On Religious Tolerance
Excessive tolerance necessitates embracing falsehood.The fact that various competing and mutually exclusive truth claims exist does not prove that they are all false.
Religions are not equal (in validity or truth). However, they are all complicated. None of them can be understood in sound bytes or short quotes. It is possible to evaluate the relative merits of religions logically and historically, by careful study. It is probably not possible to come to a conclusion of truth by this method.
Western Civilization values religious tolerance, and that idea of tolerance was promoted by Christians and enshrined in the laws of the United States by Christians. It was not easy for the colonists to realize that tolerance was good or necessary, but they did it, in spite of their deeply held religious beliefs. However, tolerance for others to believe and practice as they like does not extend to agreeing with their beliefs. Many liberals require that we treat all religions as equally valid (but implicitly they mean "except Christianity") but to do so is to insult them all, because if they are all equally valid they are all false.Christians who are actually living their faith do not persecute others, but they do seek to share the Good News that constitutes their religion. If this is offensive, so be it. Seriously, now, what kind of friend would I be, if I knew my friend was going to hell, but refused (out of "respect") to tell him how to avoid it? Only by denying the truth of my own religion could such a thing be considered! But there is absolutely no point in "forcing" someone to become a Christian. The historical claims that such things happened are either false or the events were orchestrated by someone for political purposes who did not understand Christian faith.
On the other hand, Muslims have a long and rich history of forcing people to become Muslims. Atheists also have a long and rich history of coercing people to become atheists--that is to say, persecuting them in an effort to make them give up their religion. The current work to promote atheism in the American educational system is incredible.

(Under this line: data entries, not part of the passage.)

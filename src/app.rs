use anyhow::Result;
use crossterm::event::{self, Event, KeyCode, KeyEvent, KeyEventKind, KeyModifiers};
use ratatui::prelude::*;
use std::sync::Arc;
use std::time::Duration;

use kalbum::api::{ContentApi, HttpContentApi};
use kalbum::config::Config;
use kalbum::lightbox::{KeyOutcome, Lightbox, LightboxEvent, LightboxKey, LightboxOptions};
use kalbum::tasks::{RequestKind, RequestManager, RequestOutcome};

use crate::ui;
use crate::ui::album_dialog::AlbumDialog;
use crate::ui::lightbox::TerminalView;

/// Rows moved by Ctrl+d / Ctrl+u in the gallery.
const PAGE_SIZE: usize = 10;

#[derive(Debug, Clone, Copy, PartialEq, Eq)]
pub enum AppMode {
    Gallery,
    AlbumSelect,
    Help,
}

pub struct App {
    pub config: Config,
    pub api: Arc<HttpContentApi>,
    pub lightbox: Lightbox<TerminalView>,
    pub mode: AppMode,
    pub album_dialog: AlbumDialog,
    /// Requests owned by the app rather than the lightbox (the album list).
    pub requests: RequestManager,
    pub status_message: Option<String>,
    pub should_quit: bool,
    /// Terminal graphics can leave artifacts behind when the lightbox closes.
    pub clear_on_next_render: bool,
}

impl App {
    pub fn new(config: Config) -> Self {
        let api = Arc::new(HttpContentApi::from_config(&config.server));
        let content_api: Arc<dyn ContentApi> = api.clone();
        let view = TerminalView::new(Arc::clone(&content_api), &config);
        let lightbox = Lightbox::new(view, content_api, LightboxOptions::from(&config.viewer));

        let mut app = Self {
            config,
            api,
            lightbox,
            mode: AppMode::AlbumSelect,
            album_dialog: AlbumDialog::default(),
            requests: RequestManager::new(),
            status_message: None,
            should_quit: false,
            clear_on_next_render: false,
        };

        app.load_albums();
        if let Some(album_id) = app.config.default_album.clone() {
            app.lightbox.show_album(&album_id);
            app.mode = AppMode::Gallery;
        }
        app
    }

    pub async fn run(&mut self, terminal: &mut Terminal<CrosstermBackend<std::io::Stdout>>) -> Result<()> {
        while !self.should_quit {
            self.poll_album_requests();

            let was_open = self.lightbox.is_open();
            for event in self.lightbox.poll_updates() {
                self.report(event);
            }
            if was_open && !self.lightbox.is_open() {
                self.clear_on_next_render = true;
            }

            let size = terminal.size()?;
            // Last row is the status bar
            self.lightbox
                .view_mut()
                .set_area(Rect::new(0, 0, size.width, size.height.saturating_sub(1)));

            terminal.draw(|frame| ui::render(frame, self))?;

            if event::poll(Duration::from_millis(50))? {
                match event::read()? {
                    Event::Key(key) if key.kind == KeyEventKind::Press => self.handle_key(key)?,
                    Event::Resize(_, _) => self.clear_on_next_render = true,
                    _ => {}
                }
            }
        }

        Ok(())
    }

    /// Title for the gallery: the album's name when known, else its id.
    pub fn album_title(&self) -> String {
        match self.lightbox.gallery().album_id() {
            Some(id) => self
                .album_dialog
                .albums
                .iter()
                .find(|a| a.id == id)
                .map(|a| a.name.clone())
                .unwrap_or_else(|| id.to_string()),
            None => "No album".to_string(),
        }
    }

    fn load_albums(&mut self) {
        if self.requests.is_pending(RequestKind::LoadAlbums) {
            return;
        }
        self.album_dialog.loading = true;
        let api = Arc::clone(&self.api);
        self.requests.spawn(RequestKind::LoadAlbums, 0, move || {
            // A missing token only matters for writes; listing still works.
            if let Err(e) = api.bootstrap_session() {
                tracing::warn!(error = %e, "Could not read CSRF token from index page");
            }
            tracing::debug!(has_token = api.session().csrf_token().is_some(), "Session bootstrapped");
            Ok(RequestOutcome::Albums(api.list_albums()?))
        });
    }

    fn poll_album_requests(&mut self) {
        for completion in self.requests.poll_completions() {
            match completion.result {
                Ok(RequestOutcome::Albums(albums)) => {
                    tracing::info!(count = albums.len(), "Albums loaded");
                    let current = self.lightbox.gallery().album_id().map(str::to_string);
                    self.album_dialog.set_albums(albums, current.as_deref());
                }
                Ok(other) => tracing::warn!(outcome = ?other, "Unexpected album list outcome"),
                Err(e) => {
                    tracing::error!(error = %e, "Error loading albums");
                    self.album_dialog.loading = false;
                    self.album_dialog.error = Some(e.to_string());
                    self.status_message = Some(format!("{}: {}", completion.kind.display_name(), e));
                }
            }
        }
    }

    fn report(&mut self, event: LightboxEvent) {
        self.status_message = Some(match event {
            LightboxEvent::ContentsReloaded { count, .. } => format!("Loaded {} items", count),
            LightboxEvent::Saved { .. } => "Properties saved".to_string(),
            LightboxEvent::Deleted { source } => {
                format!("Deleted {}", kalbum::api::download_filename(&source))
            }
            LightboxEvent::Downloaded { path } => format!("Saved to {}", path.display()),
            LightboxEvent::Failed { kind, message } => format!("{} failed: {}", kind.display_name(), message),
        });
    }

    fn handle_key(&mut self, key: KeyEvent) -> Result<()> {
        self.status_message = None;

        if self.mode == AppMode::Help {
            self.mode = AppMode::Gallery;
            return Ok(());
        }

        if self.lightbox.is_open() {
            if self.lightbox.state().editing_active {
                self.handle_edit_key(key);
            } else {
                self.handle_lightbox_key(key);
            }
            if !self.lightbox.is_open() {
                self.clear_on_next_render = true;
            }
            return Ok(());
        }

        match self.mode {
            AppMode::AlbumSelect => self.handle_album_key(key),
            AppMode::Gallery => self.handle_gallery_key(key),
            AppMode::Help => {}
        }
        Ok(())
    }

    fn handle_lightbox_key(&mut self, key: KeyEvent) {
        let mapped = match key.code {
            KeyCode::Left | KeyCode::Char('h') => Some(LightboxKey::ArrowLeft),
            KeyCode::Right | KeyCode::Char('l') => Some(LightboxKey::ArrowRight),
            KeyCode::Up | KeyCode::Char('k') | KeyCode::Char('e') => Some(LightboxKey::ArrowUp),
            KeyCode::Down | KeyCode::Char('j') | KeyCode::Char('d') => Some(LightboxKey::ArrowDown),
            KeyCode::Esc | KeyCode::Char('q') => Some(LightboxKey::Escape),
            KeyCode::Delete | KeyCode::Char('x') => Some(LightboxKey::Delete),
            KeyCode::Char('?') => {
                self.mode = AppMode::Help;
                None
            }
            _ => None,
        };

        if let Some(lightbox_key) = mapped {
            if self.lightbox.handle_key(lightbox_key) == KeyOutcome::Ignored {
                tracing::trace!(key = ?lightbox_key, "Lightbox ignored key");
            }
        }
    }

    fn handle_edit_key(&mut self, key: KeyEvent) {
        match key.code {
            KeyCode::Esc => {
                self.lightbox.handle_key(LightboxKey::Escape);
                return;
            }
            KeyCode::Char('e') if key.modifiers.contains(KeyModifiers::CONTROL) => {
                self.lightbox.cancel_edit();
                return;
            }
            KeyCode::Enter => {
                let values = self
                    .lightbox
                    .view()
                    .edit_panel
                    .as_ref()
                    .map(|panel| (panel.alt.text.clone(), panel.caption.text.clone()));
                if let Some((alt, caption)) = values {
                    self.lightbox.save_edit(&alt, &caption);
                    self.status_message = Some("Saving...".to_string());
                }
                return;
            }
            _ => {}
        }

        let Some(panel) = self.lightbox.view_mut().edit_panel.as_mut() else {
            return;
        };
        match key.code {
            KeyCode::Tab | KeyCode::BackTab => panel.toggle_focus(),
            KeyCode::Char('r') if key.modifiers.contains(KeyModifiers::CONTROL) => panel.revert(),
            KeyCode::Char('u') if key.modifiers.contains(KeyModifiers::CONTROL) => panel.focused_mut().clear(),
            KeyCode::Backspace => panel.focused_mut().backspace(),
            KeyCode::Delete => panel.focused_mut().delete(),
            KeyCode::Left if key.modifiers.contains(KeyModifiers::CONTROL) => {
                panel.focused_mut().move_cursor_word_left()
            }
            KeyCode::Right if key.modifiers.contains(KeyModifiers::CONTROL) => {
                panel.focused_mut().move_cursor_word_right()
            }
            KeyCode::Left => panel.focused_mut().move_cursor_left(),
            KeyCode::Right => panel.focused_mut().move_cursor_right(),
            KeyCode::Home => panel.focused_mut().move_cursor_home(),
            KeyCode::End => panel.focused_mut().move_cursor_end(),
            KeyCode::Char(c) if !key.modifiers.contains(KeyModifiers::CONTROL) => {
                panel.focused_mut().handle_char(c)
            }
            _ => {}
        }
    }

    fn handle_album_key(&mut self, key: KeyEvent) {
        match key.code {
            KeyCode::Char('j') | KeyCode::Down => self.album_dialog.move_down(),
            KeyCode::Char('k') | KeyCode::Up => self.album_dialog.move_up(),
            KeyCode::Char('r') => self.load_albums(),
            KeyCode::Enter | KeyCode::Char('l') => {
                if let Some(album) = self.album_dialog.selected_album() {
                    let album_id = album.id.clone();
                    tracing::info!(album = %album_id, "Opening album");
                    self.lightbox.show_album(&album_id);
                    self.lightbox.view_mut().list.go_to_top();
                    self.mode = AppMode::Gallery;
                }
            }
            KeyCode::Esc => {
                if self.lightbox.gallery().album_id().is_some() {
                    self.mode = AppMode::Gallery;
                }
            }
            KeyCode::Char('q') => self.should_quit = true,
            _ => {}
        }
    }

    fn handle_gallery_key(&mut self, key: KeyEvent) {
        let len = self.lightbox.gallery().len();
        let list = &mut self.lightbox.view_mut().list;
        match key.code {
            KeyCode::Char('q') => self.should_quit = true,
            KeyCode::Char('?') => self.mode = AppMode::Help,
            // Cancels a video neighbour that is still waiting to open.
            KeyCode::Esc => {
                if self.lightbox.handle_key(LightboxKey::Escape) == KeyOutcome::Handled {
                    tracing::debug!("Queued reopen cancelled");
                }
            }
            KeyCode::Char('a') => {
                self.mode = AppMode::AlbumSelect;
                if self.album_dialog.albums.is_empty() {
                    self.load_albums();
                }
            }
            KeyCode::Char('r') => {
                if self.lightbox.reload().is_some() {
                    self.status_message = Some("Reloading...".to_string());
                }
            }
            KeyCode::Char('d') if key.modifiers.contains(KeyModifiers::CONTROL) => list.page_down(len, PAGE_SIZE),
            KeyCode::Char('u') if key.modifiers.contains(KeyModifiers::CONTROL) => list.page_up(PAGE_SIZE),
            KeyCode::Char('j') | KeyCode::Down => list.move_down(len),
            KeyCode::Char('k') | KeyCode::Up => list.move_up(),
            KeyCode::Char('g') | KeyCode::Home => list.go_to_top(),
            KeyCode::Char('G') | KeyCode::End => list.go_to_bottom(len),
            KeyCode::Enter | KeyCode::Char('l') | KeyCode::Right => {
                let position = list.selected;
                if let Err(e) = self.lightbox.open(position) {
                    self.status_message = Some(format!("Cannot open: {}", e));
                }
            }
            _ => {}
        }
    }
}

Claims that all religions are equally war-like, that is, that people make war because of religion, are incorrect. Some religions do this (Islam being the most prominent example), but most do not. There is nothing in Christianity that would encourage starting a war for religious reasons. The Christian religion was explicitly pacifist for the first three centuries, agreeing to war only after Constantine mingled the Christian religion with politics. Most Christians now believe that they may support defensive military actions, which are sometimes mis-characterized by the detractors of Christianity as offensive. However, political people have always used religion to their advantage in promoting their causes. This must not be attributed to the religion itself, except where the religion truly is the source of the aggression.